**Task statement**
Among the entries, which lines carry the string "target"? Copy each of them.

--

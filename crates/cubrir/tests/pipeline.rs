//! End-to-end pipeline tests against a minimal in-process HTTP responder.

#![allow(clippy::unwrap_used, clippy::expect_used)]

use cubrir::{
    CoverageMode, HttpExecutor, RetryPolicy, RunConfig, RunCoordinator, SpecModel, Strategy,
    Thresholds,
};
use std::sync::Arc;
use tokio::io::{AsyncReadExt, AsyncWriteExt};
use tokio::net::TcpListener;

/// Serve canned HTTP responses on an ephemeral port.
///
/// `pick` maps (method, path) to a status code. The responder reads one
/// request per connection and answers with an empty JSON body.
async fn responder(pick: fn(&str, &str) -> u16) -> String {
    let listener = TcpListener::bind("127.0.0.1:0").await.unwrap();
    let addr = listener.local_addr().unwrap();
    tokio::spawn(async move {
        loop {
            let Ok((mut socket, _)) = listener.accept().await else {
                break;
            };
            tokio::spawn(async move {
                let mut buf = Vec::new();
                let mut chunk = [0u8; 1024];
                // Read headers, then any body per Content-Length.
                loop {
                    let Ok(n) = socket.read(&mut chunk).await else {
                        return;
                    };
                    if n == 0 {
                        return;
                    }
                    buf.extend_from_slice(&chunk[..n]);
                    if let Some(header_end) = find_header_end(&buf) {
                        let headers = String::from_utf8_lossy(&buf[..header_end]);
                        let body_len = content_length(&headers);
                        if buf.len() >= header_end + 4 + body_len {
                            break;
                        }
                    }
                }
                let request = String::from_utf8_lossy(&buf);
                let mut parts = request.split_whitespace();
                let method = parts.next().unwrap_or("").to_string();
                let target = parts.next().unwrap_or("").to_string();
                let path = target.split('?').next().unwrap_or("").to_string();
                let status = pick(&method, &path);
                let response = format!(
                    "HTTP/1.1 {status} X\r\nContent-Type: application/json\r\nContent-Length: 2\r\nConnection: close\r\n\r\n{{}}"
                );
                let _ = socket.write_all(response.as_bytes()).await;
            });
        }
    });
    format!("http://{addr}")
}

fn find_header_end(buf: &[u8]) -> Option<usize> {
    buf.windows(4).position(|w| w == b"\r\n\r\n")
}

fn content_length(headers: &str) -> usize {
    headers
        .lines()
        .find_map(|line| {
            let (name, value) = line.split_once(':')?;
            name.eq_ignore_ascii_case("content-length")
                .then(|| value.trim().parse().ok())?
        })
        .unwrap_or(0)
}

fn items_spec() -> Arc<SpecModel> {
    Arc::new(
        SpecModel::from_str(
            r#"{
            "openapi": "3.0.0",
            "info": {"title": "Items", "version": "1.0.0"},
            "paths": {
                "/items": {
                    "get": {
                        "operationId": "listItems",
                        "responses": {"200": {"description": "ok"}}
                    },
                    "post": {
                        "operationId": "createItem",
                        "requestBody": {
                            "required": true,
                            "content": {"application/json": {"schema": {
                                "type": "object",
                                "properties": {
                                    "name": {"type": "string", "minLength": 1},
                                    "price": {"type": "number", "minimum": 0}
                                },
                                "required": ["name", "price"]
                            }}}
                        },
                        "responses": {
                            "201": {"description": "created"},
                            "400": {"description": "bad request"}
                        }
                    }
                }
            }
        }"#,
        )
        .unwrap(),
    )
}

fn quick_config(base_url: String, strategies: Vec<Strategy>) -> RunConfig {
    RunConfig {
        base_url,
        strategies,
        concurrency: 2,
        timeout_ms: 2_000,
        retry: RetryPolicy {
            max_attempts: 1,
            base_delay_ms: 1,
            max_delay_ms: 2,
            retry_on_server_error: false,
        },
        ..RunConfig::default()
    }
}

#[tokio::test]
async fn test_healthy_server_full_coverage() {
    let base_url = responder(|method, _| if method == "POST" { 201 } else { 200 }).await;
    let handle = RunCoordinator::start(
        items_spec(),
        quick_config(base_url, vec![Strategy::ValidMinimal]),
        Arc::new(HttpExecutor::new()),
    )
    .unwrap();
    let report = handle.wait().await;

    assert_eq!(report.results.len(), 2);
    assert!((report.snapshot.coverage - 1.0).abs() < f64::EPSILON);
    assert!((report.snapshot.reliability - 1.0).abs() < f64::EPSILON);
    assert!((report.snapshot.match_rate - 1.0).abs() < f64::EPSILON);
    assert!(report.meets_thresholds(&Thresholds {
        min_coverage: Some(1.0),
        min_reliability: Some(1.0),
        min_match_rate: Some(1.0),
    }));
}

#[tokio::test]
async fn test_validating_server_matches_negative_expectations() {
    // Respond 400 to POST (the missing-required cases), 200 otherwise.
    let base_url = responder(|method, _| if method == "POST" { 400 } else { 200 }).await;
    let handle = RunCoordinator::start(
        items_spec(),
        quick_config(base_url, vec![Strategy::MissingRequired]),
        Arc::new(HttpExecutor::new()),
    )
    .unwrap();
    let report = handle.wait().await;

    // Two required body properties on POST, no required fields on GET.
    assert_eq!(report.results.len(), 2);
    assert!((report.snapshot.match_rate - 1.0).abs() < f64::EPSILON);
    assert!(report
        .results
        .iter()
        .all(cubrir::ExecutionResult::matched_expectation));
}

#[tokio::test]
async fn test_unreachable_server_exhausts_retries_without_dropping_cases() {
    let mut config = quick_config(
        // Nothing listens on the discard port.
        "http://127.0.0.1:9".to_string(),
        vec![Strategy::ValidMinimal],
    );
    config.retry.max_attempts = 3;
    config.timeout_ms = 300;
    let handle =
        RunCoordinator::start(items_spec(), config, Arc::new(HttpExecutor::new())).unwrap();
    let expected_cases = handle.case_count();
    let report = handle.wait().await;

    assert_eq!(report.results.len(), expected_cases);
    for result in &report.results {
        assert!(result.transport_failed());
        assert_eq!(result.retries, 2);
    }
    // Every endpoint was exercised even though nothing answered; the failed
    // transport shows up in reliability, not coverage.
    assert!((report.snapshot.coverage - 1.0).abs() < f64::EPSILON);
    assert!((report.snapshot.reliability - 0.0).abs() < f64::EPSILON);
}

#[tokio::test]
async fn test_status_class_mode_reflects_observed_declarations() {
    // Everything answers 200, so POST's declared 201 and 400 stay unmatched.
    let base_url = responder(|_, _| 200).await;
    let mut config = quick_config(base_url, vec![Strategy::ValidMinimal]);
    config.coverage_mode = CoverageMode::StatusClass;
    let handle =
        RunCoordinator::start(items_spec(), config, Arc::new(HttpExecutor::new())).unwrap();
    let report = handle.wait().await;

    // One of three declared responses (GET 200) observed.
    assert!((report.snapshot.coverage - 1.0 / 3.0).abs() < f64::EPSILON);
}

--

**Your response**
                let target = parts.next().unwrap_or("").to_string();
                let path = target.split('?').next().unwrap_or("").to_string();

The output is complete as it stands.